This Summer, Pride Month saw overwhelming support from brands across the world. From Aldi to Adidas, Sainsbury’s to Skittles, there was no doubt that in June we were all batting for the same team when it came to supporting LGBT rights.
It’s not the first time that a brand has aligned itself with a social or political cause, but it is a trend which seems to be on the up. In the past, company directors have often played it safe, reluctant to go out on a limb and stand up for a cause, particularly a politically or socially divisive one. But all that is changing thanks to an uncertain and quickly pivoting political and social landscape.

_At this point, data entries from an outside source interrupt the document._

//! Source image sampling with clamp-to-edge addressing.
//!
//! Coordinates are continuous pixel-space positions: `(0.0, 0.0)` is the
//! top-left corner of the first pixel and `(w, h)` the bottom-right
//! corner of the last one, matching texture-space UVs scaled by the image
//! size.

use nineslice_types::color::Color;
use nineslice_types::geometry::RenderFlags;
use nineslice_types::image::RgbaImage;

/// Texture filtering mode.
#[derive(Debug, Clone, Copy, PartialEq, Eq)]
pub enum Filtering {
    Nearest,
    Linear,
}

impl Filtering {
    pub fn from_flags(flags: &RenderFlags) -> Self {
        if flags.use_linear_filtering {
            Self::Linear
        } else {
            Self::Nearest
        }
    }
}

/// Sample `image` at continuous position `(x, y)`.
///
/// Empty images sample as transparent black.
pub fn sample(image: &RgbaImage, x: f32, y: f32, filtering: Filtering) -> Color {
    if image.is_empty() {
        return Color::TRANSPARENT;
    }
    match filtering {
        Filtering::Nearest => sample_nearest(image, x, y),
        Filtering::Linear => sample_linear(image, x, y),
    }
}

/// Clamp a (possibly negative or NaN) pixel index into `0..len`.
#[inline]
fn clamp_index(v: f32, len: u32) -> u32 {
    (v.max(0.0) as u32).min(len - 1)
}

fn sample_nearest(image: &RgbaImage, x: f32, y: f32) -> Color {
    let ix = clamp_index(x.floor(), image.width());
    let iy = clamp_index(y.floor(), image.height());
    image.pixel(ix, iy)
}

fn sample_linear(image: &RgbaImage, x: f32, y: f32) -> Color {
    // Shift so texel centers land on integer coordinates.
    let fx = x - 0.5;
    let fy = y - 0.5;
    let x0 = fx.floor();
    let y0 = fy.floor();
    let tx = (fx - x0).clamp(0.0, 1.0);
    let ty = (fy - y0).clamp(0.0, 1.0);

    let (w, h) = image.dimensions();
    let ix0 = clamp_index(x0, w);
    let ix1 = clamp_index(x0 + 1.0, w);
    let iy0 = clamp_index(y0, h);
    let iy1 = clamp_index(y0 + 1.0, h);

    let c00 = image.pixel(ix0, iy0).to_array();
    let c10 = image.pixel(ix1, iy0).to_array();
    let c01 = image.pixel(ix0, iy1).to_array();
    let c11 = image.pixel(ix1, iy1).to_array();

    let mut out = [0u8; 4];
    for i in 0..4 {
        let top = lerp(c00[i] as f32, c10[i] as f32, tx);
        let bottom = lerp(c01[i] as f32, c11[i] as f32, tx);
        out[i] = lerp(top, bottom, ty).round().clamp(0.0, 255.0) as u8;
    }
    Color::from(out)
}

#[inline]
fn lerp(a: f32, b: f32, t: f32) -> f32 {
    a + (b - a) * t
}
//! Filter kinds: the host-facing registration surface.
//!
//! A host discovers filters through a [`FilterRegistry`] of
//! [`FilterKind`]s. Each kind creates [`FilterInstance`]s for sources the
//! user attaches it to and answers the host's questions about defaults and
//! UI properties. Lifecycle calls never return errors: creation yields
//! `None` on failure and everything else is infallible from the host's
//! point of view.

use std::sync::Arc;

use nineslice_types::error::{NineSliceError, Result};
use nineslice_types::geometry::Dimensions2D;
use nineslice_types::properties::Properties;
use nineslice_types::settings::Settings;

use crate::config::{FilterConfig, ScaleMode};
use crate::filter::NineSliceFilter;
use crate::gpu::{GraphicsContext, GraphicsDevice};
use crate::host::{FilterSource, SceneScaleQuery};
use crate::locale::Locale;
use crate::params::{
    self, BORDER_MIN, BORDER_STEP, SCALE_MAX, SCALE_MIN, SCALE_STEP, SETTING_BORDER_BOTTOM,
    SETTING_BORDER_LEFT, SETTING_BORDER_RIGHT, SETTING_BORDER_TOP, SETTING_OUTPUT_SCALE_X,
    SETTING_OUTPUT_SCALE_Y, SETTING_SHOW_UVS, SETTING_UNIFORM_SCALE, SETTING_USE_LINEAR_FILTERING,
};

/// Registration id of the nine-slice filter.
pub const NINE_SLICE_ID: &str = "filter_9slice";

// -----------------------------------------------------------------------
// FilterInstance trait
// -----------------------------------------------------------------------

/// A live filter attached to one source.
pub trait FilterInstance: Send {
    /// Apply changed settings.
    fn update(&mut self, settings: &mut Settings);

    /// Render one frame with the device of the held graphics context.
    fn render(&mut self, device: &mut dyn GraphicsDevice);

    /// Source size seen by the most recent render (zero before the first).
    fn last_source_size(&self) -> Dimensions2D;
}

impl FilterInstance for NineSliceFilter {
    fn update(&mut self, settings: &mut Settings) {
        NineSliceFilter::update(self, settings);
    }

    fn render(&mut self, device: &mut dyn GraphicsDevice) {
        NineSliceFilter::render(self, device);
    }

    fn last_source_size(&self) -> Dimensions2D {
        NineSliceFilter::last_source_size(self)
    }
}

// -----------------------------------------------------------------------
// FilterKind trait
// -----------------------------------------------------------------------

/// A registrable filter type.
pub trait FilterKind: Send + Sync {
    /// Stable registration id.
    fn id(&self) -> &str;

    /// Localized display name.
    fn name(&self) -> &str;

    /// Attach to `source`. `None` when the filter cannot run at all.
    fn create(
        &self,
        settings: &mut Settings,
        source: Arc<dyn FilterSource>,
    ) -> Option<Box<dyn FilterInstance>>;

    /// Detach and release an instance.
    fn destroy(&self, instance: Box<dyn FilterInstance>) {
        drop(instance);
    }

    fn update(&self, instance: &mut dyn FilterInstance, settings: &mut Settings) {
        instance.update(settings);
    }

    fn render(&self, instance: &mut dyn FilterInstance, device: &mut dyn GraphicsDevice) {
        instance.render(device);
    }

    /// Register default values for every settings key the filter reads.
    fn get_defaults(&self, settings: &mut Settings);

    /// UI schema, optionally tailored to a live instance.
    fn get_properties(&self, instance: Option<&dyn FilterInstance>) -> Properties;
}

// -----------------------------------------------------------------------
// NineSliceKind
// -----------------------------------------------------------------------

/// The nine-slice filter kind.
pub struct NineSliceKind {
    config: FilterConfig,
    graphics: Arc<GraphicsContext>,
    scene_query: Option<Arc<dyn SceneScaleQuery>>,
    locale: Locale,
}

impl NineSliceKind {
    pub fn new(config: FilterConfig, graphics: Arc<GraphicsContext>) -> Self {
        Self {
            config,
            graphics,
            scene_query: None,
            locale: Locale::en_us(),
        }
    }

    /// Scene lookup handed to every instance (scene-item profile).
    pub fn with_scene_query(mut self, query: Arc<dyn SceneScaleQuery>) -> Self {
        self.scene_query = Some(query);
        self
    }

    pub fn with_locale(mut self, locale: Locale) -> Self {
        self.locale = locale;
        self
    }

    pub fn config(&self) -> &FilterConfig {
        &self.config
    }

    pub fn locale(&self) -> &Locale {
        &self.locale
    }

    /// Create the concrete instance type.
    pub fn create_filter(
        &self,
        settings: &mut Settings,
        source: Arc<dyn FilterSource>,
    ) -> Option<NineSliceFilter> {
        NineSliceFilter::create(
            &self.config,
            settings,
            source,
            Arc::clone(&self.graphics),
            self.scene_query.clone(),
        )
    }
}

impl FilterKind for NineSliceKind {
    fn id(&self) -> &str {
        NINE_SLICE_ID
    }

    fn name(&self) -> &str {
        self.locale.text("NineSlice.Name")
    }

    fn create(
        &self,
        settings: &mut Settings,
        source: Arc<dyn FilterSource>,
    ) -> Option<Box<dyn FilterInstance>> {
        self.create_filter(settings, source)
            .map(|f| Box::new(f) as Box<dyn FilterInstance>)
    }

    fn get_defaults(&self, settings: &mut Settings) {
        params::apply_defaults(settings, self.config.scale_mode);
    }

    fn get_properties(&self, instance: Option<&dyn FilterInstance>) -> Properties {
        let fixed = self.config.scale_mode == ScaleMode::Fixed;
        let text = |key: &'static str| self.locale.text(key);

        // Border sliders stop one pixel short of the source; nothing to
        // offer before an instance has seen a frame.
        let (width_max, height_max) = match instance {
            Some(inst) => {
                let size = inst.last_source_size();
                (
                    f64::from(size.width - 1.0).max(BORDER_MIN),
                    f64::from(size.height - 1.0).max(BORDER_MIN),
                )
            }
            None => (BORDER_MIN, BORDER_MIN),
        };

        let mut props = Properties::new();
        props.add_bool(SETTING_SHOW_UVS, text("NineSlice.ShowUVs"));
        if fixed {
            props.add_bool(SETTING_UNIFORM_SCALE, text("NineSlice.UniformScale"));
        }
        props.add_bool(
            SETTING_USE_LINEAR_FILTERING,
            text("NineSlice.LinearFiltering"),
        );

        if fixed {
            for (key, label) in [
                (SETTING_OUTPUT_SCALE_X, "NineSlice.ScaleX"),
                (SETTING_OUTPUT_SCALE_Y, "NineSlice.ScaleY"),
            ] {
                props.add_float_slider(key, text(label), SCALE_MIN, SCALE_MAX, SCALE_STEP);
            }
        }

        for (key, label, max) in [
            (SETTING_BORDER_TOP, "NineSlice.Top", height_max),
            (SETTING_BORDER_LEFT, "NineSlice.Left", width_max),
            (SETTING_BORDER_BOTTOM, "NineSlice.Bottom", height_max),
            (SETTING_BORDER_RIGHT, "NineSlice.Right", width_max),
        ] {
            props.add_float_slider(key, text(label), BORDER_MIN, max, BORDER_STEP);
        }

        props
    }
}

// -----------------------------------------------------------------------
// FilterRegistry
// -----------------------------------------------------------------------

/// Registered filter kinds, keyed by id.
#[derive(Default)]
pub struct FilterRegistry {
    kinds: Vec<Box<dyn FilterKind>>,
}

impl FilterRegistry {
    pub fn new() -> Self {
        Self::default()
    }

    /// Register a kind. Ids are unique; a second registration under the
    /// same id is rejected and the first one stays.
    pub fn register(&mut self, kind: Box<dyn FilterKind>) -> Result<()> {
        if self.contains(kind.id()) {
            return Err(NineSliceError::Registry(format!(
                "filter kind '{}' already registered",
                kind.id()
            )));
        }
        log::debug!("registered filter kind '{}'", kind.id());
        self.kinds.push(kind);
        Ok(())
    }

    pub fn get(&self, id: &str) -> Option<&dyn FilterKind> {
        self.kinds.iter().find(|k| k.id() == id).map(|k| &**k)
    }

    pub fn contains(&self, id: &str) -> bool {
        self.kinds.iter().any(|k| k.id() == id)
    }

    /// Registered ids in registration order.
    pub fn ids(&self) -> Vec<&str> {
        self.kinds.iter().map(|k| k.id()).collect()
    }

    pub fn len(&self) -> usize {
        self.kinds.len()
    }

    pub fn is_empty(&self) -> bool {
        self.kinds.is_empty()
    }
}
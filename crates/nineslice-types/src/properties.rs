//! Properties: the UI schema a filter hands to its host.
//!
//! The host renders these as widgets bound to the settings keys of the
//! same name. Slider ranges are advisory; the filter still sanitizes what
//! it reads back.

use serde::{Deserialize, Serialize};

/// Widget kind with its constraints.
#[derive(Debug, Clone, PartialEq, Serialize, Deserialize)]
#[serde(tag = "type", rename_all = "snake_case")]
pub enum PropertyKind {
    Bool,
    FloatSlider { min: f64, max: f64, step: f64 },
}

/// One UI property bound to a settings key.
#[derive(Debug, Clone, PartialEq, Serialize, Deserialize)]
pub struct Property {
    pub name: String,
    pub description: String,
    #[serde(flatten)]
    pub kind: PropertyKind,
}

/// Ordered collection of properties.
#[derive(Debug, Clone, Default, PartialEq, Serialize, Deserialize)]
pub struct Properties {
    items: Vec<Property>,
}

impl Properties {
    pub fn new() -> Self {
        Self::default()
    }

    pub fn add_bool(&mut self, name: &str, description: &str) {
        self.items.push(Property {
            name: name.to_string(),
            description: description.to_string(),
            kind: PropertyKind::Bool,
        });
    }

    pub fn add_float_slider(&mut self, name: &str, description: &str, min: f64, max: f64, step: f64) {
        self.items.push(Property {
            name: name.to_string(),
            description: description.to_string(),
            kind: PropertyKind::FloatSlider { min, max, step },
        });
    }

    pub fn get(&self, name: &str) -> Option<&Property> {
        self.items.iter().find(|p| p.name == name)
    }

    pub fn iter(&self) -> impl Iterator<Item = &Property> {
        self.items.iter()
    }

    pub fn len(&self) -> usize {
        self.items.len()
    }

    pub fn is_empty(&self) -> bool {
        self.items.is_empty()
    }
}

#[cfg(test)]
mod tests {
    use super::*;

    #[test]
    fn add_and_lookup() {
        let mut props = Properties::new();
        props.add_bool("show_uvs", "Show UVs");
        props.add_float_slider("border_top", "Top", 0.0, 49.0, 1.0);
        assert_eq!(props.len(), 2);
        assert_eq!(props.get("show_uvs").unwrap().kind, PropertyKind::Bool);
        assert_eq!(
            props.get("border_top").unwrap().kind,
            PropertyKind::FloatSlider {
                min: 0.0,
                max: 49.0,
                step: 1.0
            }
        );
        assert!(props.get("missing").is_none());
    }

    #[test]
    fn order_is_preserved() {
        let mut props = Properties::new();
        props.add_bool("b", "B");
        props.add_bool("a", "A");
        let names: Vec<_> = props.iter().map(|p| p.name.as_str()).collect();
        assert_eq!(names, vec!["b", "a"]);
    }

    #[test]
    fn serializes_with_type_tag() {
        let mut props = Properties::new();
        props.add_float_slider("output_scale_x", "Scale X", 0.0, 20.0, 0.1);
        let json = serde_json::to_string(&props).unwrap();
        assert!(json.contains(r#""type":"float_slider""#));
        assert!(json.contains(r#""name":"output_scale_x""#));
        let back: Properties = serde_json::from_str(&json).unwrap();
        assert_eq!(back, props);
    }
}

PR portmanteau of the decade, ‘Brexit’ and the appointment of Trump has ignited a new and impassioned interest in social and political issues amongst Millennials and Gen Z. As a result, political sentiment is looming toward the left, elevating the likes of Jeremy Corbyn to rock star status, who at this year’s Glastonbury Festival pleaded for a revolution against capitalism in favour of community, fairness and compassion.
It’s no surprise then that some of the world’s best-known brands are adapting their marketing strategies away from the excesses of the past, and aligning with real issues which chime with the current sociopolitical zeitgeist.
Heineken’s recent Open your World campaign is the perfect example of a brand turning its marketing strategy toward togetherness and community, using the Heineken product to connect people whose opinions may have otherwise divided them.
Another is the Cannes Lions award winning ‘Fearless Girl’ which generated international PR coverage with its simple yet powerful message about gender diversity in the corporate world, and lack thereof.
Although these campaigns explicitly address cultural issues high on today’s agenda, the greatest marketing campaigns in history have always had a transcendent, sociopolitical undercurrent. There is no doubt that Apple’s Think Different campaign resonates with audiences beyond the immediate implication of breaking boundaries within the technology sphere, just as Nike’s Just Do It slogan elevates the brand to be more than just sports. We can even look to Coca Cola’s Share a Coke message which fundamentally is about community and human connectivity.
Pride Month, however doesn’t quite have the same impact per brand and you have to wonder the return on investment in jumping on this particular bandwagon. Strategically it seems more like a toe in the water than a proactive consumer message; standing up for something without really putting your head above the parapet.
As the political landscape shifts and contorts in the coming year or so it will be interesting to see which brands truly have the balls to do things differently, using insight into the changing priorities of its audience to create truly impactful campaigns.